> [Your assignment]: From the data below, return the exact lines starting at the line containing "let filter = if" and ending at the line containing "fn handle_dry_run(config: &Config)", both included, and nothing else.

> [Study material]:
○ ○ ○ ○ ○

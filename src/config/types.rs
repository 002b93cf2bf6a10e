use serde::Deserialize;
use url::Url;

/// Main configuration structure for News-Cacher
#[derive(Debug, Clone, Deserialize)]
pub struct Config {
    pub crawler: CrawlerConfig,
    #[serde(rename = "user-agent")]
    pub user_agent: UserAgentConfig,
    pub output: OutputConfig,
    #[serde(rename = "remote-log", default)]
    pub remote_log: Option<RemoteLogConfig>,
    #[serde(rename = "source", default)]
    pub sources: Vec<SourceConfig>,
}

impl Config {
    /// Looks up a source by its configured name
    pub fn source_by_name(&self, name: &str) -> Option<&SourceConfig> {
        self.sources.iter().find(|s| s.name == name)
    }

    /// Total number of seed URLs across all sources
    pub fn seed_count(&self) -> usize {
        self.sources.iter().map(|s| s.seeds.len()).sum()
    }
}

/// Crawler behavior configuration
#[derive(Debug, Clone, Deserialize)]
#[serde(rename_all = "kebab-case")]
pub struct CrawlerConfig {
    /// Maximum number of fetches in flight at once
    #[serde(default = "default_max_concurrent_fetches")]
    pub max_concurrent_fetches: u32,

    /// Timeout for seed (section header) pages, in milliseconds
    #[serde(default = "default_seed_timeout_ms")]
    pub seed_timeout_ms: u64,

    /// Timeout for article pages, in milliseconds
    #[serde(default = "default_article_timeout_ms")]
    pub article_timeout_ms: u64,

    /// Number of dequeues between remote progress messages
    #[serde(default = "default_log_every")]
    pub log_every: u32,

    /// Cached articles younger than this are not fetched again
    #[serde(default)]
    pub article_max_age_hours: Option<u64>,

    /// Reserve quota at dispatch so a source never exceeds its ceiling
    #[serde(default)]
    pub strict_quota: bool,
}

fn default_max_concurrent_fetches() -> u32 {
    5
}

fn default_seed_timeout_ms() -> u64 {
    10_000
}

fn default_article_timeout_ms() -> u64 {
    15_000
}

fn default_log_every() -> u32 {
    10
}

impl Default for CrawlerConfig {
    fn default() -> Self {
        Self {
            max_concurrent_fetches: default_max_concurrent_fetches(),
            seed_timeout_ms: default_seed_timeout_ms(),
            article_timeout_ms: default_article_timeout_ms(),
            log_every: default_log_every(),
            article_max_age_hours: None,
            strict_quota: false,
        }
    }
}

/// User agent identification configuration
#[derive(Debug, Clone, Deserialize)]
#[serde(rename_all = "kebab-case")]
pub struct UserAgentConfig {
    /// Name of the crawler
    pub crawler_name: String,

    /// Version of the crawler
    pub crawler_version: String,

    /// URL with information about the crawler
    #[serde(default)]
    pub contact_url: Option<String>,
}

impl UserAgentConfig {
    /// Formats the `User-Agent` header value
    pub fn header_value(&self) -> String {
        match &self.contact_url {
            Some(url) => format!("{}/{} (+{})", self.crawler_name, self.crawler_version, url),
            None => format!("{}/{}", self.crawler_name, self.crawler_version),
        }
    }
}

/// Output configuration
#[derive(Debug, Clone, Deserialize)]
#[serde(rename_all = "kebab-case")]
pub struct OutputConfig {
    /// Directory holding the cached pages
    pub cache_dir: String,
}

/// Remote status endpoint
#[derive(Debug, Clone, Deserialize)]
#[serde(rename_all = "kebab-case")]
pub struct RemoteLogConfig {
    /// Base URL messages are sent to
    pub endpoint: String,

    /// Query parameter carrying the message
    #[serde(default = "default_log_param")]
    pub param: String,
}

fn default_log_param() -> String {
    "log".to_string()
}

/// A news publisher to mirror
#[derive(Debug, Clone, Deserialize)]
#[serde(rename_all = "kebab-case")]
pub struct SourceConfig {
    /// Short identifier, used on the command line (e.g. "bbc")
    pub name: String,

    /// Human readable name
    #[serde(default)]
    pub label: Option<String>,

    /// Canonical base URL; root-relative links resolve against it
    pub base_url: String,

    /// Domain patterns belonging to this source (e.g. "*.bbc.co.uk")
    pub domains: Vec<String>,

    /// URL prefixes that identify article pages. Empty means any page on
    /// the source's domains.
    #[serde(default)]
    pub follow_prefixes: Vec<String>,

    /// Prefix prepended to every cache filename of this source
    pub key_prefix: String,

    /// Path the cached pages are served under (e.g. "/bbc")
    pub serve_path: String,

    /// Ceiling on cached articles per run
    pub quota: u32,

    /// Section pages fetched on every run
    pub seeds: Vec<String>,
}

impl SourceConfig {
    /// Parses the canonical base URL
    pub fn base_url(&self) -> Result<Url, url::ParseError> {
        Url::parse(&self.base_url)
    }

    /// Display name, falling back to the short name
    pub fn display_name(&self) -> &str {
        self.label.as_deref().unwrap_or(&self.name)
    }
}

○ ○ ○ ○ ○

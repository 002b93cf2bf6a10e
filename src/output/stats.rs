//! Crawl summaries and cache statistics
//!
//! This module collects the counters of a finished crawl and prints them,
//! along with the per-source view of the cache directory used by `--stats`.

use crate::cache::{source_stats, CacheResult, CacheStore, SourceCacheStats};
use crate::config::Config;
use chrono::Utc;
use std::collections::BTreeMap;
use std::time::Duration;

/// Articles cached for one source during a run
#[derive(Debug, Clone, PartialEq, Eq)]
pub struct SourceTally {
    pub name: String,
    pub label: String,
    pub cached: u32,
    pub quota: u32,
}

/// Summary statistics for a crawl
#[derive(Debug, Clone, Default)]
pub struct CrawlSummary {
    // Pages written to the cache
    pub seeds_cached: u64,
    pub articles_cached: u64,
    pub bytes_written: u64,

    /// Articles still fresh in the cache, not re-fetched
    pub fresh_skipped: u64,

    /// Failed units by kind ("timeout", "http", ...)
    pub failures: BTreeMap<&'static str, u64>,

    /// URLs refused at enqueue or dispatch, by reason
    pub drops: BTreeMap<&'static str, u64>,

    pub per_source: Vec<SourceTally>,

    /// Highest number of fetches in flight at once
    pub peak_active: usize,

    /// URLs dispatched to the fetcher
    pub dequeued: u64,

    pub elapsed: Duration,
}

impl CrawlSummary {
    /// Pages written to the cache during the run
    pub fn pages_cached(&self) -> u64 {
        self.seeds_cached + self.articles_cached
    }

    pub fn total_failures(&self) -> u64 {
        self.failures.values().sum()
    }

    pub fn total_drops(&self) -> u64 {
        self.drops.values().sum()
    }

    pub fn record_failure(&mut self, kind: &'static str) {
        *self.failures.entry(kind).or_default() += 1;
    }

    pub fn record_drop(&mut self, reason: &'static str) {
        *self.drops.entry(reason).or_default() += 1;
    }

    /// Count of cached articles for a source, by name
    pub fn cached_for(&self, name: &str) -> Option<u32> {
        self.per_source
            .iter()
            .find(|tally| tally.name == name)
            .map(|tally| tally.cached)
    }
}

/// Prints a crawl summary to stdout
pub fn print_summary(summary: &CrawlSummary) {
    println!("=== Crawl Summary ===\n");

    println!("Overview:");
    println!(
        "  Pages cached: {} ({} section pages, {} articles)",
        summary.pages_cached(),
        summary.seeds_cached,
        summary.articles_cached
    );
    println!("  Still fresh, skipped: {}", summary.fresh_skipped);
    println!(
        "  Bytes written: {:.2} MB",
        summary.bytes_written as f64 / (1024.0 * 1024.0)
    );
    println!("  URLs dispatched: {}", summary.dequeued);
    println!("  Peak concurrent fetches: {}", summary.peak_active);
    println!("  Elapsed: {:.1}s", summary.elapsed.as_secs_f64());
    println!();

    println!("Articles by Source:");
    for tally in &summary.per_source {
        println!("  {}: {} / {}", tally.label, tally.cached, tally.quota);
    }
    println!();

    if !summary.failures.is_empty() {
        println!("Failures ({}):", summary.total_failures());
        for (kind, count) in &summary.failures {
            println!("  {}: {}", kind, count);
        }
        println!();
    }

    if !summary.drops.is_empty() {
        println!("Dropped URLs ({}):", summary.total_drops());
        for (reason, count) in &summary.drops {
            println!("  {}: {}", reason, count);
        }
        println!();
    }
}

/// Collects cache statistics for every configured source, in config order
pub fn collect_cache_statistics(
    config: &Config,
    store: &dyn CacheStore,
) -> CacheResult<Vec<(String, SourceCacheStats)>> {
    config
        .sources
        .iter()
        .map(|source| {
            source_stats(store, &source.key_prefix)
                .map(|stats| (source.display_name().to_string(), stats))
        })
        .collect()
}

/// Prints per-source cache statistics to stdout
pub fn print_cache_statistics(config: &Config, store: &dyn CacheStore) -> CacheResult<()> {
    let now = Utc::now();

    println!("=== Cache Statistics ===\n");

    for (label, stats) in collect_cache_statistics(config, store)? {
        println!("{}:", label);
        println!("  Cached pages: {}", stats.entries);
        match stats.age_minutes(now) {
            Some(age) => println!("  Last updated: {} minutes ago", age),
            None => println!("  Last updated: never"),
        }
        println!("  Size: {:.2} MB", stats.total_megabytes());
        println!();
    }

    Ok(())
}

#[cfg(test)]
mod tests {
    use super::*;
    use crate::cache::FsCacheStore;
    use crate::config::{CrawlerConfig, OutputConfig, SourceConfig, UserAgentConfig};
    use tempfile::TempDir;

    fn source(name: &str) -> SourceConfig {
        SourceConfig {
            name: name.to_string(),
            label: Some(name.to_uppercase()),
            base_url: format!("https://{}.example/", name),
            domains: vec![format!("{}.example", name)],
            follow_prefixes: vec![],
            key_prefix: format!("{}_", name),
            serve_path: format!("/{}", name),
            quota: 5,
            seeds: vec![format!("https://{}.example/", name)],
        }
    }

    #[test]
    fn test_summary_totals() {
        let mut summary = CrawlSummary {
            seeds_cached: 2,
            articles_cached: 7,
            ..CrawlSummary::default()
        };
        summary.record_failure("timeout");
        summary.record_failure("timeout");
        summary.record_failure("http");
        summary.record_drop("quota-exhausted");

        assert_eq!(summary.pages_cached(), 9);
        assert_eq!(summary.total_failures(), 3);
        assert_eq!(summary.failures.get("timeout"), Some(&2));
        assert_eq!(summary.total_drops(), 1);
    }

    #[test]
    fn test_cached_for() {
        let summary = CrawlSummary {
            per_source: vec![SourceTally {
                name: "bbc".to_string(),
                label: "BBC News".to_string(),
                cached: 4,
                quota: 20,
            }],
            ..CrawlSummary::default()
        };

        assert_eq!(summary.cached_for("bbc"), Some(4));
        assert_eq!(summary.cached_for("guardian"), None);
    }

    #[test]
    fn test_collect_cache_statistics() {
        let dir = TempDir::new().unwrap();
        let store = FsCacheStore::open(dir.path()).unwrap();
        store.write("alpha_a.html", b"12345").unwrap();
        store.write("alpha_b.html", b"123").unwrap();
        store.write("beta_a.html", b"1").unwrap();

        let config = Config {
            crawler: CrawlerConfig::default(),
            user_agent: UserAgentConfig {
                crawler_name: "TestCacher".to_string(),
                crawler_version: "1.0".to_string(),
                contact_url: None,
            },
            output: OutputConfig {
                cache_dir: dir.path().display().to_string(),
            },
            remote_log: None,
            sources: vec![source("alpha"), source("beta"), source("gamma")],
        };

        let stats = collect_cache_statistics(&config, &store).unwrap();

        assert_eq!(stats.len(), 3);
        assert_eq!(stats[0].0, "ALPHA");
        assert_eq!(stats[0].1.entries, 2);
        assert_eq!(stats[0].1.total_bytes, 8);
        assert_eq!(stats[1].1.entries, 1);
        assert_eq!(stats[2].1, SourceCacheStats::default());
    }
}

○ ○ ○ ○ ○

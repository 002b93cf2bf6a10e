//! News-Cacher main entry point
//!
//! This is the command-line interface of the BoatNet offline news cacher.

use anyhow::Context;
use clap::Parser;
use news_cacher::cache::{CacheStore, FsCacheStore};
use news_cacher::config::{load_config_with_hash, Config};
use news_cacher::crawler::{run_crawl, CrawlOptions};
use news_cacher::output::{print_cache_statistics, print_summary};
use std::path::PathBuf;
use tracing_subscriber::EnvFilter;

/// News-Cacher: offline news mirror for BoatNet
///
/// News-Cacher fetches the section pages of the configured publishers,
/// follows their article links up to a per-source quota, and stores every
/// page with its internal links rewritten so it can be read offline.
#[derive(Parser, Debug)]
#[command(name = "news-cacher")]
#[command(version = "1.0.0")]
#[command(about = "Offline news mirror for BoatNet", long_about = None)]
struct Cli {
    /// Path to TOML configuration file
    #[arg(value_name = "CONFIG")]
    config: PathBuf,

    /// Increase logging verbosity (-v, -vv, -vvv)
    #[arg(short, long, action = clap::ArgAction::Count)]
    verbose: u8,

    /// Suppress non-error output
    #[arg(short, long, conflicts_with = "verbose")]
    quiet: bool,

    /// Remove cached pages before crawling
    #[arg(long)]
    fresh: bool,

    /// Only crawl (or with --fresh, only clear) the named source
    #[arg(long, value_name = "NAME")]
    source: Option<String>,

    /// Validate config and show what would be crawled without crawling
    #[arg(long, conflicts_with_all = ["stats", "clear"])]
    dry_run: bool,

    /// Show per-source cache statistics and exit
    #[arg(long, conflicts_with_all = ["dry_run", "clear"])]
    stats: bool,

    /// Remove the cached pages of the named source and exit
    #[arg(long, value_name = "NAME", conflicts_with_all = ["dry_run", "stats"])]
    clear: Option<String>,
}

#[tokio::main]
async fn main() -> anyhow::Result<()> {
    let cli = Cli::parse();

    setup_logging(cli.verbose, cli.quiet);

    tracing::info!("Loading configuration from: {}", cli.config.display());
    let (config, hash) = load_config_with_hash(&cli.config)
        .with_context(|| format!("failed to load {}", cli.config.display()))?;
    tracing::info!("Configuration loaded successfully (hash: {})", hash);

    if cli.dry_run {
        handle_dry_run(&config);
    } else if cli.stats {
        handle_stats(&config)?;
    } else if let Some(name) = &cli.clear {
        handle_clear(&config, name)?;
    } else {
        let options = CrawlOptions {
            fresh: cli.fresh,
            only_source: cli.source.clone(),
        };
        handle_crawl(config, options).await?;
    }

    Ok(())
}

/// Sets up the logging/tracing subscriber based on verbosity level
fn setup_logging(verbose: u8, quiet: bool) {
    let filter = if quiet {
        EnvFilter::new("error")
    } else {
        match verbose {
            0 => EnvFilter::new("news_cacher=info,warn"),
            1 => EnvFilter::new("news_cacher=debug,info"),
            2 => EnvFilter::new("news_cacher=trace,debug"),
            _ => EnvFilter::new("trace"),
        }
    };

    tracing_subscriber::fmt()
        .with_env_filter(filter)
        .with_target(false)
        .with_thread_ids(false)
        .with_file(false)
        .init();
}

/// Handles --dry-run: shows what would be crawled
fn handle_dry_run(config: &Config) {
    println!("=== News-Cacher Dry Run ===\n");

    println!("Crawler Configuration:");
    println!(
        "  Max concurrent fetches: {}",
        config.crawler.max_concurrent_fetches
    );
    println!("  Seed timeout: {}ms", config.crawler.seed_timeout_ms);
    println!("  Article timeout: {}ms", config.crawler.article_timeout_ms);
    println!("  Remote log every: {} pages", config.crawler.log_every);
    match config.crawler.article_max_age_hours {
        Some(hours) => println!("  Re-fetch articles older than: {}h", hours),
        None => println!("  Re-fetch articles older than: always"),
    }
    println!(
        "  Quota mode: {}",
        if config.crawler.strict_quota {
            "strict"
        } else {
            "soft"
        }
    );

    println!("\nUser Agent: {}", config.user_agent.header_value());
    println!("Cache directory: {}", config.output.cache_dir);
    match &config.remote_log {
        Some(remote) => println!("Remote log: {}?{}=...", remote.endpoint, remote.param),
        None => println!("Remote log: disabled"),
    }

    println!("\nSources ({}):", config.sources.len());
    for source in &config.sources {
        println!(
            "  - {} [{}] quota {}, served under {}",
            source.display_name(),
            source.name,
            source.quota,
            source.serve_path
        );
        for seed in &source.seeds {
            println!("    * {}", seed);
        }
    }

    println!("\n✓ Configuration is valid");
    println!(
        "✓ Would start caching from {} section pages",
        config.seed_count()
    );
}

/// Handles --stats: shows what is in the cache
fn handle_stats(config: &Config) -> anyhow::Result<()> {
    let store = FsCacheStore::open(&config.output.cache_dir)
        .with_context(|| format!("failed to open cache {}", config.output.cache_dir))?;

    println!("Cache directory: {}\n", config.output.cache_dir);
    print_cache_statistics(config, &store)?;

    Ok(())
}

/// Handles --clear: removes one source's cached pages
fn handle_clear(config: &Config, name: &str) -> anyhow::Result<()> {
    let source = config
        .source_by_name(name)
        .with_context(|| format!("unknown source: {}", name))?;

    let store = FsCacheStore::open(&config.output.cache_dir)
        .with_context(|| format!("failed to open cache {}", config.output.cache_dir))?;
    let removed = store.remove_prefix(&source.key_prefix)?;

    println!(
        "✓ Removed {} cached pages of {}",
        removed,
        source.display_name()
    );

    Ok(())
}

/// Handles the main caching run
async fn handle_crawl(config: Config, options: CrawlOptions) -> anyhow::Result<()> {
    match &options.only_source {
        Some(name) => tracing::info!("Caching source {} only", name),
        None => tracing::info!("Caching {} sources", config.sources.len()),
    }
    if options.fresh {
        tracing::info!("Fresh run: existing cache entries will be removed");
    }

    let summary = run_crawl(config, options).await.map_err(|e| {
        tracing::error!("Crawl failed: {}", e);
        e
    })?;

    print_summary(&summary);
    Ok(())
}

○ ○ ○ ○ ○

> [Task output]:
    let filter = if quiet {
        EnvFilter::new("error")
    } else {
        match verbose {
            0 => EnvFilter::new("news_cacher=info,warn"),
            1 => EnvFilter::new("news_cacher=debug,info"),
            2 => EnvFilter::new("news_cacher=trace,debug"),
            _ => EnvFilter::new("trace"),
        }
    };

    tracing_subscriber::fmt()
        .with_env_filter(filter)
        .with_target(false)
        .with_thread_ids(false)
        .with_file(false)
        .init();
}

/// Handles --dry-run: shows what would be crawled
fn handle_dry_run(config: &Config) {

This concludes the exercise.